Essa prisão sumária, num caso de repercussão, acaba sendo exibida simbolicamente como a punição propriamente dita, como satisfativa para a compreensível dor e revolta das vítimas. Mas não é assim. Escolhemos usufruirmos de algumas garantias quando somos processados pelo Estado, desde uma multa até situações mais graves como esta. Então precisamos aceitar que a pena vem no final do processo e isso tem que valer para todos e, também, que ela é individual, cada um é sentenciado exatamente pela sua ação; não se estende ao familiar, a filha, a esposa, a comunidade da pessoa. São cinco presos. Presume-me outros envolvidos. Então, estes cinco podem ser cinco culpados, cinco inocentes, quatro culpados e um inocente, um culpado e quatro inocentes.
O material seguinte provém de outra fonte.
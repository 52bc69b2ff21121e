//! # Realmcore - Item and Reputation Engine for Game Realm Servers
//!
//! Realmcore models two pieces of per-character state on a persistent
//! multiplayer game server: the lifecycle of individual item instances and a
//! character's standing with factions.
//!
//! ## Features
//!
//! - **Item lifecycle**: creation from templates, load-time self-healing, a
//!   four-state persistence machine and a per-owner update queue.
//! - **Enchantments and sockets**: twelve enchantment slots, gem fitting, random
//!   properties and suffixes.
//! - **Refunds and soulbound trading**: played-time windows tracked per item.
//! - **Reputation**: eight-rank standing with rate scaling, rank caps,
//!   spillover to related factions and at-war/visibility rules.
//! - **Persistence**: typed write statements batched into transactions and
//!   applied to a sled store.
//!
//! ## Quick Start
//!
//! ```rust,no_run
//! use realmcore::config::Config;
//! use realmcore::realm::{Catalog, Outbox, PlayerGuid, ReputationMgr, SledCharacterStore};
//!
//! #[tokio::main]
//! async fn main() -> anyhow::Result<()> {
//!     let config = Config::load("realmcore.toml").await?;
//!     let catalog = Catalog::load(&config.catalog.path)?;
//!     let store = SledCharacterStore::open(config.storage.characters_path())?;
//!
//!     let player = PlayerGuid(1);
//!     let mut reputation = ReputationMgr::new(player, 1, 1, config.rates.reputation_rates());
//!     let mut outbox = Outbox::new();
//!     reputation.load_from_db(&store.load_reputation_rows(player)?, &catalog, &mut outbox);
//!     Ok(())
//! }
//! ```
//!
//! ## Module Organization
//!
//! - [`realm`] - Items, reputation, static data and persistence
//! - [`config`] - Configuration management
//! - [`logutil`] - Helpers for keeping log lines readable

pub mod config;
pub mod logutil;
pub mod realm;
Não se visualiza elementos tão seguros a desautorizar nenhuma dessas hipóteses.
Após o acesso às informações acerca dos indígenas tenharim e dos episódios envolvendo a prisão, inclusive os conflitos recentes, que análise o senhor faz do caso?
Claro que é um caso muito difícil. Dos que põe a prova esses nossos valores. Por isso é tão importante: ou temos esses princípios ou não. E há uma armadilha, que é a sombra do contencioso e do estranhamento entre esses grupos, materializado inclusive, pelo incentivo e emprego de violência generalizada. Afinal, não se julgará os índios tenharim (e sim, individualmente, alguns membros que pertencem a uma aldeia desse grupo). Nem o conflito de índios X moradores da região. Nem o pedágio de suas terras, nem os equívocos dos Órgãos ou a omissão do Estado, conquanto tenham seus reflexos. Tenho que o fato aflorou toda sorte de ressentimento e diferenças latentes, mas a ação penal não tem esse papel, nem se prestará a tanto. Essa situação demandaria um longo processo de mediação, que estas partes deveriam protagonizar. Enfim, será preciso ter a pretensão da superação, do convívio. A maturidade de perceber que, quem neste momento se aproveita e aposta numa Faixa de Gaza amazônica, estará derrotando toda a região.